● Task to complete: Where does the string "StorageModule" appear? Copy every line of the entries below that holds it.

━━━━━━

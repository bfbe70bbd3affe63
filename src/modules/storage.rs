//! Memory, block partitions and mounts.

use crate::error::{ResolveError, ResolveResult};
use crate::modules::{Module, segment};
use crate::platform::Platform;
use crate::resource::{Card, Identifier, Item, Resource, Screen, Text, Value};

use indexmap::IndexMap;
use std::collections::HashMap;
use std::sync::Arc;
use tracing::warn;

pub struct StorageModule {
    platform: Arc<Platform>,
}

impl StorageModule {
    pub fn new(platform: Arc<Platform>) -> Self {
        Self { platform }
    }

    fn root(&self, identifier: &Identifier) -> ResolveResult<Screen> {
        let meminfo = parse_meminfo(&self.platform.read("/proc/meminfo")?);
        let bytes = |key: &str| meminfo.get(key).copied().map(Value::bytes);

        let memory = Card::new(
            "memory",
            Text::key("storage_memory"),
            vec![
                Item::new("total", Text::key("storage_total")).maybe_value(bytes("MemTotal")),
                Item::new("free", Text::key("storage_free")).maybe_value(bytes("MemFree")),
                Item::new("available", Text::key("storage_available"))
                    .maybe_value(bytes("MemAvailable")),
                Item::new("cached", Text::key("storage_cached")).maybe_value(bytes("Cached")),
                Item::new("swap_total", Text::key("storage_swap_total"))
                    .maybe_value(bytes("SwapTotal")),
                Item::new("swap_free", Text::key("storage_swap_free"))
                    .maybe_value(bytes("SwapFree")),
            ],
        );

        Ok(Screen::card_list(
            identifier.clone(),
            self.name(),
            vec![
                memory,
                Card::new("partitions", Text::key("storage_partitions"), vec![])
                    .navigate_to(identifier / "partitions"),
                Card::new("mounts", Text::key("storage_mounts"), vec![])
                    .navigate_to(identifier / "mounts"),
            ],
        ))
    }

    fn partitions(&self, identifier: &Identifier) -> ResolveResult<Screen> {
        let items = parse_partitions(&self.platform.read("/proc/partitions")?)?
            .into_iter()
            .map(|(name, bytes)| Item::new(&name, Text::literal(&name)).value(Value::bytes(bytes)))
            .collect();
        Ok(Screen::item_list(identifier.clone(), Text::key("storage_partitions"), items))
    }

    fn mounts(&self, identifier: &Identifier) -> ResolveResult<Screen> {
        let items = parse_mounts(&self.platform.read("/proc/mounts")?)
            .into_iter()
            .map(|(target, mount)| {
                Item::new(&target, Text::literal(&target))
                    .value(format!("{} {} ({})", mount.source, mount.fstype, mount.options))
            })
            .collect();
        Ok(Screen::item_list(identifier.clone(), Text::key("storage_mounts"), items))
    }
}

impl Module for StorageModule {
    fn id(&self) -> &str {
        "storage"
    }

    fn name(&self) -> Text {
        Text::key("storage")
    }

    fn description(&self) -> Text {
        Text::key("storage_description")
    }

    fn resolve(&self, identifier: &Identifier) -> ResolveResult<Resource> {
        let screen = match (segment(identifier, 0), identifier.path.len()) {
            (None, _) => self.root(identifier)?,
            (Some("partitions"), 1) => self.partitions(identifier)?,
            (Some("mounts"), 1) => self.mounts(identifier)?,
            _ => return Err(ResolveError::NotFound),
        };
        Ok(screen.into())
    }
}

/// `/proc/meminfo` fields in bytes. Values without a unit are skipped.
fn parse_meminfo(text: &str) -> HashMap<String, u64> {
    let mut out = HashMap::new();
    for line in text.lines() {
        let Some((key, rest)) = line.split_once(':') else {
            continue;
        };
        let mut parts = rest.split_whitespace();
        if let (Some(value), Some("kB")) = (parts.next(), parts.next()) {
            if let Ok(kb) = value.parse::<u64>() {
                out.insert(key.trim().to_string(), kb.saturating_mul(1024));
            }
        }
    }
    out
}

/// `/proc/partitions` rows as (name, size in bytes).
///
/// major minor  #blocks  name
///
///  254        0    2097152 zram0
fn parse_partitions(text: &str) -> ResolveResult<Vec<(String, u64)>> {
    let mut out = Vec::new();
    for (lineno, line) in text.lines().enumerate() {
        let fields: Vec<&str> = line.split_whitespace().collect();
        if fields.is_empty() || fields[0] == "major" {
            continue;
        }
        let [_, _, blocks, name] = &fields[..] else {
            return Err(ResolveError::Deserialization(format!(
                "/proc/partitions:{}: expected 4 fields, got {:?}",
                lineno + 1,
                line
            )));
        };
        let blocks: u64 = blocks.parse().map_err(|_| {
            ResolveError::Deserialization(format!(
                "/proc/partitions:{}: bad block count {:?}",
                lineno + 1,
                blocks
            ))
        })?;
        // 1 KiB blocks.
        out.push((name.to_string(), blocks.saturating_mul(1024)));
    }
    Ok(out)
}

#[derive(Debug, Clone, PartialEq)]
struct Mount {
    source: String,
    fstype: String,
    options: String,
}

/// `/proc/mounts` keyed by mount point. A later mount on the same point hides
/// the earlier one and replaces it.
fn parse_mounts(text: &str) -> IndexMap<String, Mount> {
    let mut out = IndexMap::new();
    for (lineno, line) in text.lines().enumerate() {
        let fields: Vec<&str> = line.split_whitespace().collect();
        let [source, target, fstype, options, ..] = &fields[..] else {
            if !line.trim().is_empty() {
                warn!("/proc/mounts:{}: skipping {:?}", lineno + 1, line);
            }
            continue;
        };
        out.insert(
            unescape_octal(target),
            Mount {
                source: source.to_string(),
                fstype: fstype.to_string(),
                options: options.to_string(),
            },
        );
    }
    out
}

/// The kernel escapes spaces and friends as `\040`.
fn unescape_octal(s: &str) -> String {
    let mut out = String::with_capacity(s.len());
    let mut rest = s;
    while let Some(pos) = rest.find('\\') {
        out.push_str(&rest[..pos]);
        let code = rest.get(pos + 1..pos + 4).and_then(|o| u8::from_str_radix(o, 8).ok());
        match code {
            Some(byte) => {
                out.push(byte as char);
                rest = &rest[pos + 4..];
            }
            None => {
                out.push('\\');
                rest = &rest[pos + 1..];
            }
        }
    }
    out.push_str(rest);
    out
}
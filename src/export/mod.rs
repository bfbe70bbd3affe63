//! Whole-tree export: resolve everything reachable from the root and encode it
//! as one JSON document.

pub mod json;
pub mod resolver;
pub mod tree;

pub use resolver::{Resolution, TreeResolver};
pub use tree::{DataNode, DataTree};

use crate::Result;
use crate::error::ResolveError;
use crate::modules::{Module, Registry};
use crate::resource::Identifier;

use anyhow::bail;
use serde_json::{Value as Json, json};
use std::collections::BTreeMap;
use tracing::info;

#[derive(Debug, Clone)]
pub struct ExportOptions {
    /// Resolver threads per wave; 0 means one per pending identifier.
    pub workers: usize,
    pub pretty: bool,
    /// Refuse to export unless every module permission is granted.
    pub require_permissions: bool,
}

impl Default for ExportOptions {
    fn default() -> Self {
        Self {
            workers: 16,
            pretty: true,
            require_permissions: false,
        }
    }
}

#[derive(Debug)]
pub struct Export {
    /// The encoded document.
    pub json: String,
    pub errors: BTreeMap<Identifier, ResolveError>,
    pub resolved: usize,
}

impl Export {
    /// `{ "<uri>": { "code": ..., "message": ... } }`, sorted by identifier.
    pub fn error_log_json(&self) -> Json {
        let mut out = serde_json::Map::new();
        for (identifier, error) in &self.errors {
            out.insert(
                identifier.to_uri(),
                json!({ "code": error.code(), "message": error.to_string() }),
            );
        }
        Json::Object(out)
    }
}

pub fn export_json<M: Module>(registry: &Registry<M>, options: &ExportOptions) -> Result<Export> {
    if options.require_permissions {
        let denied = registry.denied_permissions();
        if !denied.is_empty() {
            let names: Vec<&str> = denied.iter().map(|p| p.name()).collect();
            bail!("permissions not granted: {}", names.join(", "));
        }
    }

    let Resolution {
        tree,
        errors,
        resolved,
    } = TreeResolver::new(registry, options.workers).resolve_tree()?;

    let json = json::encode(&json::to_json(&tree)?, options.pretty)?;
    info!(
        "exported {} resources ({} bytes), {} failed",
        resolved.len() - errors.len(),
        json.len(),
        errors.len()
    );

    Ok(Export {
        json,
        errors,
        resolved: resolved.len(),
    })
}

━━━━━━

● Answer space:
pub struct StorageModule {
impl StorageModule {
impl Module for StorageModule {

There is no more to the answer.